Bob,

This depends on how the UAC is configured. Many can be configured with an "outbound proxy" thru which all outbound requests are routed. Based on 3261 it seems that the preferred way for the UAC to implement the outbound proxy functionality is to preload requests with a Route header referencing the outbound proxy. In general there will be little intelligence in the UAC about this - it will simply insert the Route header in all new outbound requests. (Presumably those that aren't part of a dialog.)

It would be unwise to configure such a UAC with an outbound "proxy" that is in reality a server which always returns redirect responses. It clearly wouldn't work.

You could of course construct a UAC that knows about a redirect server, and knows how to use it. But it would require more complex logic in the UAC to do the right thing.

You can't simply expect a UAC that has an outbound proxy to bypass that proxy every time it gets a 3xx response. The 3xx may have come from further downstream, and the proxy may still be needed when retrying with the new address.

Paul

Bob Penfield wrote:
inline
----- Original Message -----
From: "Jonathan Rosenberg" <[EMAIL PROTECTED]>

inline.

Bob Penfield wrote:

inline
----- Original Message -----
From: "Paul Kyzivat" <[EMAIL PROTECTED]>

<snip>

If the client is treating the server as an outbound proxy, by using a
preloaded Route header, why would it decide not to use the same
preloaded route header when sending to the redirected address?
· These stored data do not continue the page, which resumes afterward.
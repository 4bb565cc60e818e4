// Copyright 2024 The x86-paging Authors.
// This project is dual-licensed under Apache 2.0 and MIT terms.
// See LICENSE-APACHE and LICENSE-MIT for details.

//! Generic page table types and the map and parse operations over them.

pub mod attributes;
mod map;
pub mod mode;
mod parse;

pub use self::attributes::MapAttribute;
pub use self::map::map_range;
pub use self::mode::{PagingLevels, PagingMode};
#[cfg(feature = "alloc")]
pub use self::parse::parse;
pub use self::parse::parse_into;

use crate::MapError;
use crate::descriptor::Descriptor;
pub use crate::descriptor::{LinearAddress, PhysicalAddress};

#[cfg(feature = "alloc")]
use alloc::vec::Vec;
use bitflags::bitflags;
use core::fmt::{self, Debug, Display, Formatter};
use core::ops::Range;

pub const PAGE_SHIFT: usize = 12;

/// The size of a page, which is also the size and alignment of every table.
pub const PAGE_SIZE: usize = 1 << PAGE_SHIFT;

/// Number of 64-bit words in a table.
const TABLE_WORDS: usize = PAGE_SIZE / 8;

/// A range of linear addresses to map.
#[derive(Clone, Eq, PartialEq)]
pub struct MemoryRegion(Range<LinearAddress>);

impl MemoryRegion {
    /// Constructs a new `MemoryRegion` for the given range of linear addresses.
    ///
    /// Unlike a byte range, the bounds are not rounded: mapping a region whose bounds are not page
    /// aligned fails.
    pub const fn new(start: u64, end: u64) -> MemoryRegion {
        MemoryRegion(LinearAddress(start)..LinearAddress(end))
    }

    /// Constructs a new `MemoryRegion` of `length` bytes starting at `start`.
    pub const fn with_length(start: u64, length: u64) -> MemoryRegion {
        Self::new(start, start.wrapping_add(length))
    }

    /// Returns the first linear address of the region.
    pub const fn start(&self) -> LinearAddress {
        self.0.start
    }

    /// Returns the first linear address after the region.
    pub const fn end(&self) -> LinearAddress {
        self.0.end
    }

    /// Returns the length of the region in bytes.
    pub const fn len(&self) -> u64 {
        self.0.end.0.saturating_sub(self.0.start.0)
    }

    /// Returns whether the region is empty.
    pub const fn is_empty(&self) -> bool {
        self.0.start.0 >= self.0.end.0
    }
}

impl From<Range<LinearAddress>> for MemoryRegion {
    fn from(range: Range<LinearAddress>) -> Self {
        Self(range)
    }
}

impl Display for MemoryRegion {
    fn fmt(&self, f: &mut Formatter) -> Result<(), fmt::Error> {
        write!(f, "{}..{}", self.0.start, self.0.end)
    }
}

impl Debug for MemoryRegion {
    fn fmt(&self, f: &mut Formatter) -> Result<(), fmt::Error> {
        Display::fmt(self, f)
    }
}

/// One maximal run of linear addresses mapped with uniform attributes, as reported by
/// [`parse_into`].
#[derive(Copy, Clone, Debug, Default, Eq, PartialEq)]
pub struct MapEntry {
    pub linear_address: LinearAddress,
    pub length: u64,
    /// Attributes of the first page. The base address is where `linear_address` maps to.
    pub attributes: MapAttribute,
}

impl MapEntry {
    /// Returns the linear address range covered by the entry.
    pub const fn region(&self) -> MemoryRegion {
        MemoryRegion::with_length(self.linear_address.0, self.length)
    }
}

bitflags! {
    /// Options that control how a page table is reported by [`parse_into`].
    #[derive(Copy, Clone, Debug, Default, Eq, Hash, Ord, PartialEq, PartialOrd)]
    pub struct ParseOptions: usize {
        /// Clear the accessed and dirty bits before comparing and reporting entries, so that runs
        /// differing only in those bits are coalesced.
        const IGNORE_ACCESSED_DIRTY = 1 << 0;
    }
}

/// A single level of a page table: one page of entries.
///
/// In 32-bit paging the page holds 1024 little-endian 32-bit entries, otherwise 512 64-bit ones.
#[derive(Clone)]
#[repr(C, align(4096))]
pub struct PageTable {
    entries: [u64; TABLE_WORDS],
}

impl PageTable {
    /// An empty page table, with every entry not present.
    pub const EMPTY: Self = Self {
        entries: [0; TABLE_WORDS],
    };

    /// Returns the entry at `index`, interpreting the table in the format of `mode`.
    pub fn entry(&self, index: usize, mode: PagingMode) -> Descriptor {
        if mode.has_short_entries() {
            let shift = (index % 2) * 32;
            Descriptor::from_bits((self.entries[index / 2] >> shift) & 0xffff_ffff)
        } else {
            Descriptor::from_bits(self.entries[index])
        }
    }

    /// Replaces the entry at `index`, interpreting the table in the format of `mode`.
    ///
    /// In 32-bit paging only the low 32 bits of `descriptor` are stored.
    pub fn set_entry(&mut self, index: usize, mode: PagingMode, descriptor: Descriptor) {
        if mode.has_short_entries() {
            let shift = (index % 2) * 32;
            let word = &mut self.entries[index / 2];
            *word =
                (*word & !(0xffff_ffff << shift)) | ((descriptor.bits() & 0xffff_ffff) << shift);
        } else {
            self.entries[index] = descriptor.bits();
        }
    }

    /// Sets every entry to not present.
    pub fn zero(&mut self) {
        self.entries = [0; TABLE_WORDS];
    }

    /// Returns the raw 64-bit words of the table.
    pub fn words(&self) -> &[u64; TABLE_WORDS] {
        &self.entries
    }
}

impl Default for PageTable {
    fn default() -> Self {
        Self::EMPTY
    }
}

impl Debug for PageTable {
    fn fmt(&self, f: &mut Formatter) -> Result<(), fmt::Error> {
        writeln!(f)?;
        for (i, word) in self.entries.iter().enumerate() {
            if *word != 0 {
                writeln!(f, "  {i:#05x}: {word:#018x}")?;
            }
        }
        Ok(())
    }
}

/// Access to the memory holding page tables.
///
/// An implementation of this trait needs to be provided to the mapping and parsing routines, so
/// that the physical addresses stored in and pointing to the page tables can be turned into tables
/// the code can access.
pub trait PageTableMemory {
    /// Returns the table at the given page-aligned physical address.
    fn table(&self, pa: PhysicalAddress) -> &PageTable;

    /// Returns the table at the given page-aligned physical address for modification.
    fn table_mut(&mut self, pa: PhysicalAddress) -> &mut PageTable;
}

/// A caller-supplied range of free physical memory from which new tables are allocated.
///
/// Pages are handed out from the end of the range backward, so the same buffer may be passed to
/// several calls, each consuming a further part of it.
#[derive(Copy, Clone, Debug, Eq, PartialEq)]
pub struct PageBuffer {
    base: PhysicalAddress,
    size: usize,
}

impl PageBuffer {
    /// Creates a buffer of `size` bytes starting at `base`.
    ///
    /// # Errors
    ///
    /// Returns [`MapError::UnalignedBuffer`] if either `base` or `size` is not a multiple of
    /// [`PAGE_SIZE`].
    pub fn new(base: PhysicalAddress, size: usize) -> Result<Self, MapError> {
        if !is_aligned(base.0, PAGE_SIZE as u64) || !is_aligned(size as u64, PAGE_SIZE as u64) {
            return Err(MapError::UnalignedBuffer(base, size));
        }
        Ok(Self { base, size })
    }

    /// An empty buffer, for updates which are not expected to allocate.
    pub const fn empty() -> Self {
        Self {
            base: PhysicalAddress(0),
            size: 0,
        }
    }

    /// Returns the physical address of the start of the buffer.
    pub const fn base(&self) -> PhysicalAddress {
        self.base
    }

    /// Returns the first physical address after the part of the buffer not yet allocated.
    pub const fn end(&self) -> PhysicalAddress {
        PhysicalAddress(self.base.0 + self.size as u64)
    }

    /// Returns the number of bytes not yet allocated.
    pub const fn remaining(&self) -> usize {
        self.size
    }

    /// Takes one page from the end of the buffer, or returns `None` if it is used up.
    pub fn allocate(&mut self) -> Option<PhysicalAddress> {
        self.size = self.size.checked_sub(PAGE_SIZE)?;
        Some(self.base + self.size as u64)
    }
}

/// A page table hierarchy: the memory it lives in, its root and the paging mode used to walk it.
#[derive(Debug)]
pub struct RootTable<M: PageTableMemory> {
    memory: M,
    root: Option<PhysicalAddress>,
    mode: PagingMode,
}

impl<M: PageTableMemory> RootTable<M> {
    /// Creates a handle for a page table which does not exist yet. The root table is allocated by
    /// the first call to [`map_range`](Self::map_range).
    pub fn new(memory: M, mode: PagingMode) -> Self {
        Self {
            memory,
            root: None,
            mode,
        }
    }

    /// Creates a handle for an existing page table with the root table at `root`.
    pub fn from_existing(memory: M, root: PhysicalAddress, mode: PagingMode) -> Self {
        Self {
            memory,
            root: Some(root),
            mode,
        }
    }

    /// Returns the physical address of the root table, if it has been allocated.
    pub fn root_address(&self) -> Option<PhysicalAddress> {
        self.root
    }

    /// Returns the paging mode of the table.
    pub fn mode(&self) -> PagingMode {
        self.mode
    }

    /// Returns the memory the table lives in.
    pub fn memory(&self) -> &M {
        &self.memory
    }

    /// Consumes the handle, returning the memory and the root address.
    pub fn into_parts(self) -> (M, Option<PhysicalAddress>) {
        (self.memory, self.root)
    }

    /// Maps `region` with the fields of `attributes` selected by `mask`, allocating any new tables
    /// from `buffer`. See [`map_range`](crate::paging::map_range) for details.
    ///
    /// Returns whether any entry was changed.
    pub fn map_range(
        &mut self,
        buffer: &mut PageBuffer,
        region: &MemoryRegion,
        attributes: MapAttribute,
        mask: MapAttribute,
    ) -> Result<bool, MapError> {
        map_range(
            &mut self.memory,
            &mut self.root,
            self.mode,
            buffer,
            region,
            attributes,
            mask,
        )
    }

    /// Writes the mapped ranges of the table to `out`. See
    /// [`parse_into`](crate::paging::parse_into) for details.
    pub fn parse_into(
        &self,
        options: ParseOptions,
        out: &mut [MapEntry],
    ) -> Result<usize, MapError> {
        match self.root {
            Some(root) => parse_into(&self.memory, root, self.mode, options, out),
            None => Ok(0),
        }
    }

    /// Returns the mapped ranges of the table.
    #[cfg(feature = "alloc")]
    pub fn parse(&self, options: ParseOptions) -> Result<Vec<MapEntry>, MapError> {
        match self.root {
            Some(root) => parse(&self.memory, root, self.mode, options),
            None => Ok(Vec::new()),
        }
    }
}

pub(crate) const fn is_aligned(value: u64, alignment: u64) -> bool {
    value & (alignment - 1) == 0
}

pub(crate) const fn align_down(value: u64, alignment: u64) -> u64 {
    value & !(alignment - 1)
}

#[cfg(test)]
mod tests {
    use super::*;

    #[test]
    fn buffer_allocates_from_end() {
        let mut buffer = PageBuffer::new(PhysicalAddress(0x10_0000), 3 * PAGE_SIZE).unwrap();
        assert_eq!(buffer.allocate(), Some(PhysicalAddress(0x10_2000)));
        assert_eq!(buffer.allocate(), Some(PhysicalAddress(0x10_1000)));
        assert_eq!(buffer.remaining(), PAGE_SIZE);
        assert_eq!(buffer.allocate(), Some(PhysicalAddress(0x10_0000)));
        assert_eq!(buffer.allocate(), None);
        assert_eq!(buffer.remaining(), 0);
    }

    #[test]
    fn buffer_must_be_aligned() {
        assert_eq!(
            PageBuffer::new(PhysicalAddress(0x10_0000), 0x1800),
            Err(MapError::UnalignedBuffer(PhysicalAddress(0x10_0000), 0x1800))
        );
        assert_eq!(
            PageBuffer::new(PhysicalAddress(0x10_0800), 0x1000),
            Err(MapError::UnalignedBuffer(PhysicalAddress(0x10_0800), 0x1000))
        );
    }

    #[test]
    fn short_entries_share_words() {
        let mut table = PageTable::EMPTY;
        table.set_entry(3, PagingMode::Bits32, Descriptor::from_bits(0xdead_b003));
        table.set_entry(2, PagingMode::Bits32, Descriptor::from_bits(0x1000_2001));
        assert_eq!(table.words()[1], 0xdead_b003_1000_2001);
        assert_eq!(table.entry(3, PagingMode::Bits32).bits(), 0xdead_b003);
        assert_eq!(table.entry(1, PagingMode::Level4).bits(), 0xdead_b003_1000_2001);
    }

    #[test]
    fn region_length() {
        let region = MemoryRegion::with_length(0x1000, 0x2000);
        assert_eq!(region.start(), LinearAddress(0x1000));
        assert_eq!(region.end(), LinearAddress(0x3000));
        assert_eq!(region.len(), 0x2000);
        assert!(!region.is_empty());
        assert!(MemoryRegion::new(0x2000, 0x1000).is_empty());
    }
}
// Copyright 2024 The x86-paging Authors.
// This project is dual-licensed under Apache 2.0 and MIT terms.
// See LICENSE-APACHE and LICENSE-MIT for details.

//! Functionality for managing page tables in identity-mapped memory.
//!
//! See [`IdMap`] for details on how to use it.

use crate::MapError;
use crate::paging::{
    MapAttribute, MapEntry, MemoryRegion, PageBuffer, PageTable, PageTableMemory, PagingMode,
    ParseOptions, PhysicalAddress, RootTable,
};

#[cfg(feature = "alloc")]
use alloc::vec::Vec;

/// Access to page tables in memory where every physical address is mapped at the identical linear
/// address, as in firmware before it enables its own page tables.
#[derive(Debug)]
pub struct IdentityMemory {
    _private: (),
}

impl IdentityMemory {
    /// Creates a new `IdentityMemory`.
    ///
    /// # Safety
    ///
    /// The page tables to be accessed, and every page of any [`PageBuffer`] used with them, must be
    /// readable and writable at the linear address equal to their physical address for as long as
    /// the returned value is used. Nothing else may access that memory in the meantime.
    pub const unsafe fn new() -> Self {
        Self { _private: () }
    }
}

impl PageTableMemory for IdentityMemory {
    fn table(&self, pa: PhysicalAddress) -> &PageTable {
        // SAFETY: The caller of `IdentityMemory::new` promised that the table is mapped at the
        // same address and nothing else is accessing it.
        unsafe { &*(pa.0 as usize as *const PageTable) }
    }

    fn table_mut(&mut self, pa: PhysicalAddress) -> &mut PageTable {
        // SAFETY: As above, and `self` is borrowed mutably for the lifetime of the reference.
        unsafe { &mut *(pa.0 as usize as *mut PageTable) }
    }
}

/// Manages a page table whose tables are identity mapped, and which maps regions to the identical
/// physical addresses.
///
/// # Example
///
/// ```no_run
/// use x86_paging::{
///     idmap::IdMap,
///     paging::{MapAttribute, MemoryRegion, PageBuffer, PagingMode, PhysicalAddress},
/// };
///
/// // Free memory set aside for page tables.
/// let mut buffer = PageBuffer::new(PhysicalAddress(0x7f0_0000), 0x10_0000).unwrap();
/// // SAFETY: The buffer is identity mapped and not otherwise in use.
/// let mut idmap = unsafe { IdMap::new(PagingMode::Level4) };
/// // Map 2 MiB as read-only and non-executable.
/// idmap
///     .map_range(
///         &mut buffer,
///         &MemoryRegion::new(0x8020_0000, 0x8040_0000),
///         MapAttribute::PRESENT | MapAttribute::NX,
///     )
///     .unwrap();
/// // The root table address is what CR3 needs to be loaded with.
/// let cr3 = idmap.root_address().unwrap();
/// ```
#[derive(Debug)]
pub struct IdMap {
    table: RootTable<IdentityMemory>,
}

impl IdMap {
    /// Creates a new identity-mapped page table, with the root allocated by the first mapping.
    ///
    /// # Safety
    ///
    /// As for [`IdentityMemory::new`].
    pub unsafe fn new(mode: PagingMode) -> Self {
        Self {
            // SAFETY: Our caller promises the same conditions.
            table: RootTable::new(unsafe { IdentityMemory::new() }, mode),
        }
    }

    /// Takes over an existing page table with its root table at `root`.
    ///
    /// # Safety
    ///
    /// As for [`IdentityMemory::new`], for every table reachable from `root`.
    pub unsafe fn from_existing(root: PhysicalAddress, mode: PagingMode) -> Self {
        Self {
            // SAFETY: Our caller promises the same conditions.
            table: RootTable::from_existing(unsafe { IdentityMemory::new() }, root, mode),
        }
    }

    /// Returns the physical address of the root table, if there is one yet.
    pub fn root_address(&self) -> Option<PhysicalAddress> {
        self.table.root_address()
    }

    /// Maps the given range of linear addresses to the identical physical addresses with the given
    /// attributes, replacing every field of any existing mapping.
    ///
    /// The base address in `attributes` is ignored.
    ///
    /// # Errors
    ///
    /// As for [`map_range`](crate::paging::map_range).
    pub fn map_range(
        &mut self,
        buffer: &mut PageBuffer,
        range: &MemoryRegion,
        attributes: MapAttribute,
    ) -> Result<bool, MapError> {
        let attributes = attributes.with_base_address(PhysicalAddress(range.start().0));
        self.table.map_range(buffer, range, attributes, MapAttribute::all())
    }

    /// Changes only the fields of the mappings of the given range selected by `mask`. The base
    /// address must not be selected.
    ///
    /// # Errors
    ///
    /// Returns [`MapError::InvalidAttributes`] if `mask` includes the base address, or as for
    /// [`map_range`](crate::paging::map_range).
    pub fn modify_range(
        &mut self,
        buffer: &mut PageBuffer,
        range: &MemoryRegion,
        attributes: MapAttribute,
        mask: MapAttribute,
    ) -> Result<bool, MapError> {
        if mask.intersects(MapAttribute::PAGE_TABLE_BASE_ADDRESS) {
            return Err(MapError::InvalidAttributes(attributes));
        }
        self.table.map_range(buffer, range, attributes, mask)
    }

    /// Unmaps the given range.
    pub fn unmap_range(&mut self, range: &MemoryRegion) -> Result<bool, MapError> {
        self.table.map_range(
            &mut PageBuffer::empty(),
            range,
            MapAttribute::empty(),
            MapAttribute::PRESENT,
        )
    }

    /// Writes the mapped ranges to `out`. See [`parse_into`](crate::paging::parse_into).
    pub fn parse_into(
        &self,
        options: ParseOptions,
        out: &mut [MapEntry],
    ) -> Result<usize, MapError> {
        self.table.parse_into(options, out)
    }

    /// Returns the mapped ranges.
    #[cfg(feature = "alloc")]
    pub fn parse(&self, options: ParseOptions) -> Result<Vec<MapEntry>, MapError> {
        self.table.parse(options)
    }
}
// Copyright 2024 The x86-paging Authors.
// This project is dual-licensed under Apache 2.0 and MIT terms.
// See LICENSE-APACHE and LICENSE-MIT for details.

use crate::descriptor::PhysicalAddress;
use bitflags::bitflags;

bitflags! {
    /// Attributes of a mapping, laid out like the bits of a 4 KiB page table entry.
    ///
    /// The same value is used both for the attributes to map and for the mask selecting which of
    /// them to apply. [`MapAttribute::all()`] selects every field.
    #[derive(Copy, Clone, Debug, Default, Eq, Hash, Ord, PartialEq, PartialOrd)]
    pub struct MapAttribute: u64 {
        const PRESENT         = 1 << 0;
        const READ_WRITE      = 1 << 1;
        const USER_SUPERVISOR = 1 << 2;
        const WRITE_THROUGH   = 1 << 3;
        const CACHE_DISABLED  = 1 << 4;
        const ACCESSED        = 1 << 5;
        const DIRTY           = 1 << 6;
        const PAT             = 1 << 7;
        const GLOBAL          = 1 << 8;

        /// Physical address bits 12..=51 of the first page of the mapping.
        const PAGE_TABLE_BASE_ADDRESS = 0x000f_ffff_ffff_f000;
        /// Protection key, bits 59..=62.
        const PROTECTION_KEY = 0xf << 59;

        /// Execute-disable.
        const NX              = 1 << 63;
    }
}

impl MapAttribute {
    /// The fields a new present mapping must have in its mask.
    pub const REQUIRED_FOR_NEW_MAPPING: Self = Self::PRESENT
        .union(Self::READ_WRITE)
        .union(Self::USER_SUPERVISOR)
        .union(Self::PAGE_TABLE_BASE_ADDRESS);

    /// The fields a non-leaf entry passes down to the mappings below it.
    pub const INHERITED: Self = Self::PRESENT
        .union(Self::READ_WRITE)
        .union(Self::USER_SUPERVISOR)
        .union(Self::NX);

    /// Bits set by the processor on access.
    pub const TRANSIENT: Self = Self::ACCESSED.union(Self::DIRTY);

    const PROTECTION_KEY_SHIFT: u32 = 59;

    /// Returns the physical address of the first page of the mapping.
    pub const fn base_address(self) -> PhysicalAddress {
        PhysicalAddress(self.bits() & Self::PAGE_TABLE_BASE_ADDRESS.bits())
    }

    /// Returns a copy with the base address replaced.
    ///
    /// Bits of `pa` outside the base address field are ignored.
    pub const fn with_base_address(self, pa: PhysicalAddress) -> Self {
        Self::from_bits_retain(
            (self.bits() & !Self::PAGE_TABLE_BASE_ADDRESS.bits())
                | (pa.0 & Self::PAGE_TABLE_BASE_ADDRESS.bits()),
        )
    }

    /// Returns the protection key of the mapping.
    pub const fn protection_key(self) -> u8 {
        ((self.bits() & Self::PROTECTION_KEY.bits()) >> Self::PROTECTION_KEY_SHIFT) as u8
    }

    /// Returns a copy with the protection key replaced.
    ///
    /// Only the low 4 bits of `key` are used.
    pub const fn with_protection_key(self, key: u8) -> Self {
        Self::from_bits_retain(
            (self.bits() & !Self::PROTECTION_KEY.bits())
                | (((key & 0xf) as u64) << Self::PROTECTION_KEY_SHIFT),
        )
    }

    /// Applies the fields of `attributes` selected by `mask` on top of `self`.
    pub const fn merge(self, attributes: Self, mask: Self) -> Self {
        Self::from_bits_retain((self.bits() & !mask.bits()) | (attributes.bits() & mask.bits()))
    }
}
You could certainly do that, but I if that server is just a redirect

server

and not a proxy, there is no need to send the subsequent request back

thru

the server.
The UAC may not know that, though. Indeed, the spec does say that the
Route headers would be present in the recursed request. From 8.1.3.4:

> In all other respects, requests sent upon receipt of a redirect
>   response SHOULD re-use the header fields and bodies of the original
>   request.

Local outbound redirect servers, IMHO, are a bad idea, because they can
cause a ping-ponging effect.


This does not seem right to me. The UAC has decided by some local policy to
contact a given next-hop server and sends it a request. That server says, I
can't do it, but so-and-so can by sending a redirect response. Why would the
UAC then send the request back to the same server that just told it to go
somewhere else?

With the above rule, how would you ever not send it back to the redirect
server? My understanding of 3261 is that unless you are sending the request
to host indicated in the Request-URI, you put a Route header in.